Stored data entries
──────────────────────────────

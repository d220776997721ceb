use axum::{
    Json,
    http::StatusCode,
    response::{IntoResponse, Response},
};
use serde_json::json;
use services::services::scheduler::ScheduleError;
use utils::response::FieldError;

/// Errors surfaced by the HTTP layer. Everything maps onto the response
/// envelope; internal failures never leak their details.
#[derive(Debug, thiserror::Error)]
pub enum ApiError {
    #[error("validation error")]
    Validation(Vec<FieldError>),

    /// The payload carries the response `message`, e.g. "endpoint_not_found".
    #[error("{0}")]
    NotFound(&'static str),

    #[error("method not allowed")]
    MethodNotAllowed,

    #[error("payload too large")]
    PayloadTooLarge,

    #[error(transparent)]
    Database(#[from] sqlx::Error),

    #[error(transparent)]
    Schedule(#[from] ScheduleError),
}

impl ApiError {
    pub fn validation(error: FieldError) -> Self {
        Self::Validation(vec![error])
    }
}

fn envelope(status: StatusCode, message: &str) -> Response {
    (status, Json(json!({ "message": message, "data": null }))).into_response()
}

impl IntoResponse for ApiError {
    fn into_response(self) -> Response {
        match self {
            ApiError::Validation(errors) => (
                StatusCode::BAD_REQUEST,
                Json(json!({ "message": "validation_error", "errors": errors })),
            )
                .into_response(),
            ApiError::NotFound(message) => envelope(StatusCode::NOT_FOUND, message),
            ApiError::MethodNotAllowed => {
                envelope(StatusCode::METHOD_NOT_ALLOWED, "method_not_allowed")
            }
            ApiError::PayloadTooLarge => {
                envelope(StatusCode::PAYLOAD_TOO_LARGE, "payload_too_large")
            }
            ApiError::Schedule(ScheduleError::DeliveryNotFound(id)) => {
                tracing::debug!(delivery_id = %id, "retry requested for unknown delivery");
                envelope(StatusCode::NOT_FOUND, "delivery_not_found")
            }
            ApiError::Schedule(ScheduleError::EventNotFound(id)) => {
                tracing::debug!(event_id = %id, "retry requested for delivery of unknown event");
                envelope(StatusCode::NOT_FOUND, "event_not_found")
            }
            ApiError::Database(e) => {
                tracing::error!(error = %e, "database error");
                envelope(
                    StatusCode::INTERNAL_SERVER_ERROR,
                    "an error occured, please try again later.",
                )
            }
            ApiError::Schedule(ScheduleError::Database(e)) => {
                tracing::error!(error = %e, "database error while scheduling");
                envelope(
                    StatusCode::INTERNAL_SERVER_ERROR,
                    "an error occured, please try again later.",
                )
            }
        }
    }
}

#[cfg(test)]
mod tests {
    use super::*;

    #[test]
    fn test_status_codes() {
        assert_eq!(
            ApiError::MethodNotAllowed.into_response().status(),
            StatusCode::METHOD_NOT_ALLOWED
        );
        assert_eq!(
            ApiError::PayloadTooLarge.into_response().status(),
            StatusCode::PAYLOAD_TOO_LARGE
        );
        assert_eq!(
            ApiError::NotFound("endpoint_not_found").into_response().status(),
            StatusCode::NOT_FOUND
        );
        assert_eq!(
            ApiError::validation(FieldError::new("name", "required", "missing"))
                .into_response()
                .status(),
            StatusCode::BAD_REQUEST
        );
        assert_eq!(
            ApiError::Database(sqlx::Error::RowNotFound)
                .into_response()
                .status(),
            StatusCode::INTERNAL_SERVER_ERROR
        );
    }
}
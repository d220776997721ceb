//! Environment-driven configuration. Every option has a default; malformed
//! values fall back to it.

use std::str::FromStr;

use tracing::warn;

#[derive(Debug, Clone)]
pub struct Config {
    /// HTTP listen address.
    pub host: String,
    /// HTTP listen port.
    pub port: u16,
    /// Public base URL; consulted by the self-forward guard.
    pub base_url: String,
    /// Maximum captured request body size in bytes.
    pub max_body_bytes: usize,
    /// Delivery worker pool size.
    pub queue_concurrency: u32,
    /// Maximum attempts per retry chain.
    pub queue_max_retries: u32,
    /// SQLite URL backing both the primary store and the job queue.
    pub database_url: String,
}

impl Config {
    pub fn from_env() -> Self {
        Self {
            host: env_or("HOOKFREIGHT_HOST", "0.0.0.0".to_string()),
            port: env_or("HOOKFREIGHT_PORT", 3030),
            base_url: env_or(
                "HOOKFREIGHT_BASE_URL",
                "http://localhost:3030".to_string(),
            ),
            max_body_bytes: env_or("HOOKFREIGHT_MAX_BODY_BYTES", 1_048_576),
            queue_concurrency: env_or("HOOKFREIGHT_QUEUE_CONCURRENCY", 5),
            queue_max_retries: env_or("HOOKFREIGHT_QUEUE_MAX_RETRIES", 5),
            database_url: env_or(
                "HOOKFREIGHT_DATABASE_URL",
                "sqlite://hookfreight.db?mode=rwc".to_string(),
            ),
        }
    }
}

fn env_or<T: FromStr>(name: &str, default: T) -> T {
    match std::env::var(name) {
        Ok(raw) => match raw.parse() {
            Ok(value) => value,
            Err(_) => {
                warn!(var = name, value = %raw, "unparseable value, using default");
                default
            }
        },
        Err(_) => default,
    }
}

#[cfg(test)]
mod tests {
    use super::*;

    #[test]
    fn test_defaults_without_environment() {
        // None of the HOOKFREIGHT_ variables are set under `cargo test`.
        let config = Config::from_env();
        assert_eq!(config.port, 3030);
        assert_eq!(config.host, "0.0.0.0");
        assert_eq!(config.base_url, "http://localhost:3030");
        assert_eq!(config.max_body_bytes, 1_048_576);
        assert_eq!(config.queue_concurrency, 5);
        assert_eq!(config.queue_max_retries, 5);
    }
}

──────────────────────────────

- _How to complete this task_
Every record above is to be written out exactly.

- _Written reply_
repository d220776997721ceb
use axum::{
    Json,
    http::StatusCode,
    response::{IntoResponse, Response},
};
use serde_json::json;
use services::services::scheduler::ScheduleError;
use utils::response::FieldError;

/// Errors surfaced by the HTTP layer. Everything maps onto the response
/// envelope; internal failures never leak their details.
#[derive(Debug, thiserror::Error)]
pub enum ApiError {
    #[error("validation error")]
    Validation(Vec<FieldError>),

    /// The payload carries the response `message`, e.g. "endpoint_not_found".
    #[error("{0}")]
    NotFound(&'static str),

    #[error("method not allowed")]
    MethodNotAllowed,

    #[error("payload too large")]
    PayloadTooLarge,

    #[error(transparent)]
    Database(#[from] sqlx::Error),

    #[error(transparent)]
    Schedule(#[from] ScheduleError),
}

impl ApiError {
    pub fn validation(error: FieldError) -> Self {
        Self::Validation(vec![error])
    }
}

fn envelope(status: StatusCode, message: &str) -> Response {
    (status, Json(json!({ "message": message, "data": null }))).into_response()
}

impl IntoResponse for ApiError {
    fn into_response(self) -> Response {
        match self {
            ApiError::Validation(errors) => (
                StatusCode::BAD_REQUEST,
                Json(json!({ "message": "validation_error", "errors": errors })),
            )
                .into_response(),
            ApiError::NotFound(message) => envelope(StatusCode::NOT_FOUND, message),
            ApiError::MethodNotAllowed => {
                envelope(StatusCode::METHOD_NOT_ALLOWED, "method_not_allowed")
            }
            ApiError::PayloadTooLarge => {
                envelope(StatusCode::PAYLOAD_TOO_LARGE, "payload_too_large")
            }
            ApiError::Schedule(ScheduleError::DeliveryNotFound(id)) => {
                tracing::debug!(delivery_id = %id, "retry requested for unknown delivery");
                envelope(StatusCode::NOT_FOUND, "delivery_not_found")
            }
            ApiError::Schedule(ScheduleError::EventNotFound(id)) => {
                tracing::debug!(event_id = %id, "retry requested for delivery of unknown event");
                envelope(StatusCode::NOT_FOUND, "event_not_found")
            }
            ApiError::Database(e) => {
                tracing::error!(error = %e, "database error");
                envelope(
                    StatusCode::INTERNAL_SERVER_ERROR,
                    "an error occured, please try again later.",
                )
            }
            ApiError::Schedule(ScheduleError::Database(e)) => {
                tracing::error!(error = %e, "database error while scheduling");
                envelope(
                    StatusCode::INTERNAL_SERVER_ERROR,
                    "an error occured, please try again later.",
                )
            }
        }
    }
}

#[cfg(test)]
mod tests {
    use super::*;

    #[test]
    fn test_status_codes() {
        assert_eq!(
            ApiError::MethodNotAllowed.into_response().status(),
            StatusCode::METHOD_NOT_ALLOWED
        );
        assert_eq!(
            ApiError::PayloadTooLarge.into_response().status(),
            StatusCode::PAYLOAD_TOO_LARGE
        );
        assert_eq!(
            ApiError::NotFound("endpoint_not_found").into_response().status(),
            StatusCode::NOT_FOUND
        );
        assert_eq!(
            ApiError::validation(FieldError::new("name", "required", "missing"))
                .into_response()
                .status(),
            StatusCode::BAD_REQUEST
        );
        assert_eq!(
            ApiError::Database(sqlx::Error::RowNotFound)
                .into_response()
                .status(),
            StatusCode::INTERNAL_SERVER_ERROR
        );
    }
}
repository d220776997721ceb
//! Environment-driven configuration. Every option has a default; malformed
//! values fall back to it.

use std::str::FromStr;

use tracing::warn;

#[derive(Debug, Clone)]
pub struct Config {
    /// HTTP listen address.
    pub host: String,
    /// HTTP listen port.
    pub port: u16,
    /// Public base URL; consulted by the self-forward guard.
    pub base_url: String,
    /// Maximum captured request body size in bytes.
    pub max_body_bytes: usize,
    /// Delivery worker pool size.
    pub queue_concurrency: u32,
    /// Maximum attempts per retry chain.
    pub queue_max_retries: u32,
    /// SQLite URL backing both the primary store and the job queue.
    pub database_url: String,
}

impl Config {
    pub fn from_env() -> Self {
        Self {
            host: env_or("HOOKFREIGHT_HOST", "0.0.0.0".to_string()),
            port: env_or("HOOKFREIGHT_PORT", 3030),
            base_url: env_or(
                "HOOKFREIGHT_BASE_URL",
                "http://localhost:3030".to_string(),
            ),
            max_body_bytes: env_or("HOOKFREIGHT_MAX_BODY_BYTES", 1_048_576),
            queue_concurrency: env_or("HOOKFREIGHT_QUEUE_CONCURRENCY", 5),
            queue_max_retries: env_or("HOOKFREIGHT_QUEUE_MAX_RETRIES", 5),
            database_url: env_or(
                "HOOKFREIGHT_DATABASE_URL",
                "sqlite://hookfreight.db?mode=rwc".to_string(),
            ),
        }
    }
}

fn env_or<T: FromStr>(name: &str, default: T) -> T {
    match std::env::var(name) {
        Ok(raw) => match raw.parse() {
            Ok(value) => value,
            Err(_) => {
                warn!(var = name, value = %raw, "unparseable value, using default");
                default
            }
        },
        Err(_) => default,
    }
}

#[cfg(test)]
mod tests {
    use super::*;

    #[test]
    fn test_defaults_without_environment() {
        // None of the HOOKFREIGHT_ variables are set under `cargo test`.
        let config = Config::from_env();
        assert_eq!(config.port, 3030);
        assert_eq!(config.host, "0.0.0.0");
        assert_eq!(config.base_url, "http://localhost:3030");
        assert_eq!(config.max_body_bytes, 1_048_576);
        assert_eq!(config.queue_concurrency, 5);
        assert_eq!(config.queue_max_retries, 5);
    }
}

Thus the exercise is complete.